Study material section start

//! Numeric helpers behind the smoothed and stacked charts.

use std::f64::consts::PI;

/// Evenly spaced points from `lo` to `hi` inclusive.
pub fn linspace(lo: f64, hi: f64, points: usize) -> Vec<f64> {
    match points {
        0 => Vec::new(),
        1 => vec![lo],
        n => {
            let step = (hi - lo) / (n - 1) as f64;
            (0..n).map(|i| lo + step * i as f64).collect()
        }
    }
}

/// Gaussian kernel density estimate evaluated on `points` grid positions
/// spanning `domain`.
///
/// The curve is rescaled so its integral over the domain is one, which keeps
/// all density mass inside the valid range. Returns `None` for an empty
/// sample or a non-positive bandwidth.
pub fn kde(
    samples: &[f64],
    bandwidth: f64,
    domain: (f64, f64),
    points: usize,
) -> Option<Vec<(f64, f64)>> {
    if samples.is_empty() || bandwidth <= 0.0 || !bandwidth.is_finite() {
        return None;
    }

    let norm = 1.0 / (samples.len() as f64 * bandwidth * (2.0 * PI).sqrt());
    let grid = linspace(domain.0, domain.1, points);
    let mut curve: Vec<(f64, f64)> = grid
        .into_iter()
        .map(|x| {
            let sum: f64 = samples
                .iter()
                .map(|s| {
                    let u = (x - s) / bandwidth;
                    (-0.5 * u * u).exp()
                })
                .sum();
            (x, sum * norm)
        })
        .collect();

    let area = trapezoid(&curve);
    if area > 0.0 {
        for point in &mut curve {
            point.1 /= area;
        }
    }
    Some(curve)
}

/// Trapezoidal integral of a sampled curve.
pub fn trapezoid(curve: &[(f64, f64)]) -> f64 {
    curve
        .windows(2)
        .map(|w| (w[1].0 - w[0].0) * (w[0].1 + w[1].1) / 2.0)
        .sum()
}

/// Linear interpolation of `(x, y)` samples at `x`, clamping to the end
/// values outside the sampled range. `samples` must be sorted by x.
pub fn interp(x: f64, samples: &[(f64, f64)]) -> Option<f64> {
    let first = samples.first()?;
    let last = samples.last()?;
    if x <= first.0 {
        return Some(first.1);
    }
    if x >= last.0 {
        return Some(last.1);
    }

    let upper = samples.partition_point(|(sx, _)| *sx < x);
    let (x1, y1) = samples[upper];
    let (x0, y0) = samples[upper - 1];
    if x1 == x0 {
        return Some(y1);
    }
    Some(y0 + (y1 - y0) * (x - x0) / (x1 - x0))
}

/// Sorts samples by x in place.
pub fn sort_by_x(samples: &mut [(f64, f64)]) {
    samples.sort_by(|a, b| a.0.total_cmp(&b.0));
}

/// One filled band of a stacked area chart.
#[derive(Debug, Clone, PartialEq)]
pub struct Band {
    pub lower: Vec<f64>,
    pub upper: Vec<f64>,
}

/// Stacks per-category contributions bottom to top.
///
/// Band `k` spans from the sum of contributions `0..k` to the sum of
/// contributions `0..=k`, pointwise over the shared grid.
pub fn stack(contributions: &[Vec<f64>]) -> Vec<Band> {
    let width = contributions.first().map_or(0, Vec::len);
    let mut running = vec![0.0; width];
    contributions
        .iter()
        .map(|values| {
            let lower = running.clone();
            for (total, value) in running.iter_mut().zip(values) {
                *total += value;
            }
            Band {
                lower,
                upper: running.clone(),
            }
        })
        .collect()
}

/// Samples taken along each diagonal hatch stroke.
const HATCH_SAMPLES: usize = 240;
/// Upper bound on strokes per band, for degenerate scales.
const MAX_HATCH_LINES: f64 = 10_000.0;

/// Hatch strokes covering one band, in data coordinates.
///
/// Only the first character of `pattern` matters: `/` and `\` give 45°
/// strokes on screen, `|` vertical ones, anything else none. `units_per_px`
/// converts the pixel `spacing` into data units on each axis.
pub fn hatch_lines(
    grid: &[f64],
    band: &Band,
    pattern: &str,
    units_per_px: (f64, f64),
    spacing: f64,
) -> Vec<Vec<(f64, f64)>> {
    let (ux, uy) = units_per_px;
    let (Some(&x0), Some(&x1)) = (grid.first(), grid.last()) else {
        return Vec::new();
    };
    let usable = |v: f64| v.is_finite() && v > 0.0;
    if x1 <= x0 || !usable(ux) || !usable(uy) || !usable(spacing) {
        return Vec::new();
    }

    let lower: Vec<(f64, f64)> = grid.iter().copied().zip(band.lower.iter().copied()).collect();
    let upper: Vec<(f64, f64)> = grid.iter().copied().zip(band.upper.iter().copied()).collect();
    let bounds = |x: f64| Some((interp(x, &lower)?, interp(x, &upper)?));

    let slope = match pattern.chars().next() {
        Some('|') => {
            let dx = spacing * ux;
            if (x1 - x0) / dx > MAX_HATCH_LINES {
                return Vec::new();
            }
            let mut lines = Vec::new();
            let mut x = x0 + dx / 2.0;
            while x < x1 {
                if let Some((lo, hi)) = bounds(x).filter(|(lo, hi)| hi > lo) {
                    lines.push(vec![(x, lo), (x, hi)]);
                }
                x += dx;
            }
            return lines;
        }
        Some('/') => uy / ux,
        Some('\\') => -uy / ux,
        _ => return Vec::new(),
    };

    let bottom = band.lower.iter().copied().fold(f64::INFINITY, f64::min);
    let top = band.upper.iter().copied().fold(f64::NEG_INFINITY, f64::max);
    if !(top > bottom) {
        return Vec::new();
    }
    let rise = slope * (x1 - x0);
    let (c_lo, c_hi) = if slope > 0.0 {
        (bottom - rise, top)
    } else {
        (bottom, top - rise)
    };
    let dc = spacing * std::f64::consts::SQRT_2 * uy;
    if (c_hi - c_lo) / dc > MAX_HATCH_LINES {
        return Vec::new();
    }

    let xs = linspace(x0, x1, HATCH_SAMPLES);
    let mut lines = Vec::new();
    let mut c = c_lo + dc / 2.0;
    while c < c_hi {
        let mut run = Vec::new();
        for &x in &xs {
            let y = c + slope * (x - x0);
            if bounds(x).is_some_and(|(lo, hi)| y >= lo && y <= hi) {
                run.push((x, y));
            } else if run.len() >= 2 {
                lines.push(std::mem::take(&mut run));
            } else {
                run.clear();
            }
        }
        if run.len() >= 2 {
            lines.push(run);
        }
        c += dc;
    }
    lines
}

/// Tick label without trailing zeros.
pub fn format_tick(value: f64) -> String {
    if (value - value.round()).abs() < 1e-9 {
        format!("{:.0}", value)
    } else {
        let text = format!("{:.2}", value);
        text.trim_end_matches('0').trim_end_matches('.').to_string()
    }
}

/// Tick label of a fraction rendered as a whole percentage.
pub fn format_percent(value: f64) -> String {
    format!("{:.0}%", value * 100.0)
}

#[cfg(test)]
mod tests {
    use super::*;

    #[test]
    fn test_linspace() {
        assert_eq!(linspace(1.0, 10.0, 4), vec![1.0, 4.0, 7.0, 10.0]);
        assert_eq!(linspace(1.0, 10.0, 1), vec![1.0]);
        assert!(linspace(1.0, 10.0, 0).is_empty());
    }

    #[test]
    fn test_kde_integrates_to_one_inside_domain() {
        let samples = [1.0, 1.5, 2.0, 9.5, 10.0];
        let curve = kde(&samples, 0.8, (1.0, 10.0), 300).unwrap();

        assert_eq!(curve.len(), 300);
        assert_eq!(curve[0].0, 1.0);
        assert_eq!(curve[299].0, 10.0);
        assert!((trapezoid(&curve) - 1.0).abs() < 1e-9);
        assert!(curve.iter().all(|(_, y)| *y >= 0.0));
    }

    #[test]
    fn test_kde_peaks_near_samples() {
        let curve = kde(&[5.0, 5.0, 5.0], 0.5, (1.0, 10.0), 91).unwrap();
        let peak = curve
            .iter()
            .max_by(|a, b| a.1.total_cmp(&b.1))
            .unwrap();
        assert!((peak.0 - 5.0).abs() < 0.11);
    }

    #[test]
    fn test_kde_rejects_empty_and_bad_bandwidth() {
        assert!(kde(&[], 1.0, (1.0, 10.0), 10).is_none());
        assert!(kde(&[3.0], 0.0, (1.0, 10.0), 10).is_none());
    }

    #[test]
    fn test_interp_matches_numpy_semantics() {
        let samples = [(1.0, 10.0), (3.0, 30.0), (5.0, 10.0)];
        assert_eq!(interp(0.0, &samples), Some(10.0));
        assert_eq!(interp(2.0, &samples), Some(20.0));
        assert_eq!(interp(3.0, &samples), Some(30.0));
        assert_eq!(interp(4.5, &samples), Some(15.0));
        assert_eq!(interp(9.0, &samples), Some(10.0));
        assert_eq!(interp(2.0, &[]), None);
    }

    #[test]
    fn test_stack_tops_are_cumulative_sums() {
        let contributions = vec![
            vec![0.1, 0.2, 0.3],
            vec![0.4, 0.0, 0.1],
            vec![0.2, 0.5, 0.25],
        ];
        let bands = stack(&contributions);

        assert_eq!(bands.len(), 3);
        for (k, band) in bands.iter().enumerate() {
            for x in 0..3 {
                let expected: f64 = contributions[..=k].iter().map(|c| c[x]).sum();
                assert!((band.upper[x] - expected).abs() < 1e-12);
                assert!((band.upper[x] - band.lower[x] - contributions[k][x]).abs() < 1e-12);
            }
        }
        assert_eq!(bands[0].lower, vec![0.0; 3]);
        assert_eq!(bands[1].lower, bands[0].upper);
    }

    fn unit_band() -> Band {
        Band {
            lower: vec![0.0, 0.0],
            upper: vec![1.0, 1.0],
        }
    }

    #[test]
    fn test_vertical_hatch_spans_band() {
        let lines = hatch_lines(&[0.0, 10.0], &unit_band(), "||", (1.0, 0.1), 2.0);
        let xs: Vec<f64> = lines.iter().map(|l| l[0].0).collect();
        assert_eq!(xs, vec![1.0, 3.0, 5.0, 7.0, 9.0]);
        assert!(lines.iter().all(|l| l == &vec![(l[0].0, 0.0), (l[0].0, 1.0)]));
    }

    #[test]
    fn test_diagonal_hatch_stays_inside_band() {
        let band = Band {
            lower: vec![0.0, 0.5, 0.0],
            upper: vec![1.0, 2.0, 1.0],
        };
        let grid = [0.0, 5.0, 10.0];
        for pattern in ["//", "\\\\"] {
            let lines = hatch_lines(&grid, &band, pattern, (0.05, 0.01), 10.0);
            assert!(!lines.is_empty(), "{pattern}");
            for (x, y) in lines.iter().flatten() {
                let lo = interp(*x, &[(0.0, 0.0), (5.0, 0.5), (10.0, 0.0)]).unwrap();
                let hi = interp(*x, &[(0.0, 1.0), (5.0, 2.0), (10.0, 1.0)]).unwrap();
                assert!(*y >= lo - 1e-9 && *y <= hi + 1e-9);
            }
        }
    }

    #[test]
    fn test_no_hatch_for_flat_band_or_unknown_pattern() {
        let flat = Band {
            lower: vec![0.3, 0.3],
            upper: vec![0.3, 0.3],
        };
        for pattern in ["//", "||"] {
            assert!(hatch_lines(&[0.0, 1.0], &flat, pattern, (0.01, 0.01), 5.0).is_empty());
        }
        assert!(hatch_lines(&[0.0, 1.0], &unit_band(), "xx", (0.01, 0.01), 5.0).is_empty());
        assert!(hatch_lines(&[2.0], &unit_band(), "//", (0.01, 0.01), 5.0).is_empty());
    }

    #[test]
    fn test_tick_formatting() {
        assert_eq!(format_tick(3.0), "3");
        assert_eq!(format_tick(2.5), "2.5");
        assert_eq!(format_tick(0.25), "0.25");
        assert_eq!(format_percent(0.25), "25%");
        assert_eq!(format_percent(0.2), "20%");
    }
}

Study material section end

◆ Your instructions ◆
Which lines in the data above hold the string "integral"? Show each one.

◆ The completed task ◆
/// The curve is rescaled so its integral over the domain is one, which keeps
/// Trapezoidal integral of a sampled curve.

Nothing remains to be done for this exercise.